Šukran est un roman qui monte en puissance au fil des pages, jusqu'au bout, pour notre plus grand plaisir. Une fois passée la première impression, on s'attache à Roland et sa gouaille. Cela se lit comme un thriller noir, avec une certaine tension qui augmente sans cesse et un fort penchant pour la castagne et le sexe. Ça peut paraitre un peu cru par moment, et on se demande ce que l'on doit en tirer/comprendre. Peut-être rien après tout, si ce n'est un reflet, anticipé, de ce que devient notre monde. Reste à apprécier l'histoire, et c'est déjà très bien.

mercredi 10 octobre 2018

Cory Doctorow - Dans la dèche au Royaume Enchanté

Dans la dèche au Royaume Enchanté, Cory Doctorow, 2003, 230 pages.

Livre lu il y a plusieurs mois, mais non-chroniqué ici-bas. Par souci d'exhaustivité, en voici quelques bafouilles encore plus courtes que d'habitude, sur la base de mes souvenirs.

Dans la dèche au Royaume Enchanté est un roman indéniablement étonnant, et fascinant, pour son cadre et son concept. Tout se déroule à Disney World, dans une société où l'argent a disparu et où tout tourne autour du Whuffie, un indice de réputation/sociabilité qui régit toutes les relations et interactions entre individus dans un "nouveau" monde hyperconnecté.

Ce n'est pas toujours hyper simple à saisir au départ, mais c'est innovant et cela vaut pour cela seul le coup d'oeil, tant cela regorge d'idées. D'autant plus que, bien qu'écrit en 2003, tout semble de plus en plus réel sur certains points...

De vrais avis : Gromovar, Lorhkan, ...

jeudi 4 octobre 2018

Écran de fumée #8 - Luke Cage S2

Luke Cage, Saison 2, 2018, 13 épisodes de ~60 minutes.

C'était bien. Si, je vous jure, cette saison 2 était bonne. Remarquez, moi aussi si on m'avait dit avant de la regarder que j'en penserais ça, je n'y aurais pas cru. Il faut dire que la première saison était tellement mauvaise...

Le fameux "Syndrome Superman" : comment créer un intérêt quand le héros est invincible ? Cette saison 2 y répond de deux manières : avec un ennemi et des personnages secondaires intéressants, comme on peut s'y attendre, mais surtout avec un héros qui trouve son style, qui se démarque.

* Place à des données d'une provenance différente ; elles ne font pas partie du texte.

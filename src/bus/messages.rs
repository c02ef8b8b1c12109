//! Wire shapes exchanged on the bus subjects below.

use serde::{Deserialize, Serialize};
use std::collections::HashMap;

pub const PING_SUBJECT: &str = "ping";
pub const RS_STOP_SUBJECT: &str = "rs.stop";
pub const RS_EVENT_SUBJECT: &str = "rs.event";
pub const BROADCAST_SUBJECT: &str = "broadcast";

/// `rooms.<publicUrl>` is per-server, constructed at subscribe/request time.
pub fn rooms_subject(public_url: &str) -> String {
    format!("rooms.{public_url}")
}

/// `{publicUrl, clientCount, reset?}` — RS → D, every 1s.
#[derive(Debug, Clone, Serialize, Deserialize)]
#[serde(rename_all = "camelCase")]
pub struct PingPayload {
    pub public_url: String,
    pub client_count: u64,
    #[serde(default, skip_serializing_if = "std::ops::Not::not")]
    pub reset: bool,
}

/// `{id, properties?}` — the only client shape exposed beyond a room server.
#[derive(Debug, Clone, Serialize, Deserialize, PartialEq)]
pub struct ClientSummary {
    pub id: String,
    #[serde(skip_serializing_if = "Option::is_none")]
    pub properties: Option<serde_json::Value>,
}

/// `{id, publicUrl, clients: {<id>: ClientSummary}, properties?}`.
#[derive(Debug, Clone, Serialize, Deserialize, Default)]
#[serde(rename_all = "camelCase")]
pub struct RoomSummary {
    pub id: String,
    pub public_url: String,
    pub clients: HashMap<String, ClientSummary>,
    #[serde(skip_serializing_if = "Option::is_none")]
    pub properties: Option<serde_json::Value>,
}

/// Reply body for a `rooms.<publicUrl>` request: `roomId -> RoomSummary`.
pub type RoomsReply = HashMap<String, RoomSummary>;

/// `{publicUrl, roomId, subject, ...}` — RS → D, on every lifecycle change.
#[derive(Debug, Clone, Serialize, Deserialize)]
pub struct RsEvent {
    #[serde(rename = "publicUrl")]
    pub public_url: String,
    #[serde(rename = "roomId")]
    pub room_id: String,
    #[serde(flatten)]
    pub kind: RsEventKind,
}

#[derive(Debug, Clone, Serialize, Deserialize)]
#[serde(tag = "subject")]
pub enum RsEventKind {
    #[serde(rename = "newRoom")]
    NewRoom {
        #[serde(skip_serializing_if = "Option::is_none")]
        properties: Option<serde_json::Value>,
    },
    #[serde(rename = "roomRemoved")]
    RoomRemoved,
    #[serde(rename = "roomJoined")]
    RoomJoined { client: ClientSummary },
    #[serde(rename = "roomLeft")]
    RoomLeft { client: ClientSummary },
}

Alors oui, on se serait passé de revoir Mariah en pièce centrale - même si cela permet d'avoir Shades par la même occasion - mais heureusement le personnage est lui aussi un peu mieux réussi que dans la saison 1. Et puis, la compensation est à la hauteur : Bushmaster.

Bien sûr, tout n'est pas parfait. Les parties musicales, excellentes, donnent un style à la série mais apparaissent aussi souvent artificielles - sans même parler d'une certaine chanson au piano. Un élément (indice non-divulgâcheur : bras) est totalement sous-utilisé. Et on aurait facilement pu faire tenir le tout avec 2/3 épisodes de moins. Mais ne nous plaignons pas trop : le rythme reste bon dans l'ensemble, gardant de l'intérêt et du sens, surtout, jusqu'au bout - un chouïa moins dans le dernier tiers peut-être, mais ça passe.

Et cette fin. Cette fin ! Ce n'est peut-être pas grand chose, ça fera peut-être un flop, mais peu importe. Le moment était très bon à vivre, c'est bien là l'essentiel.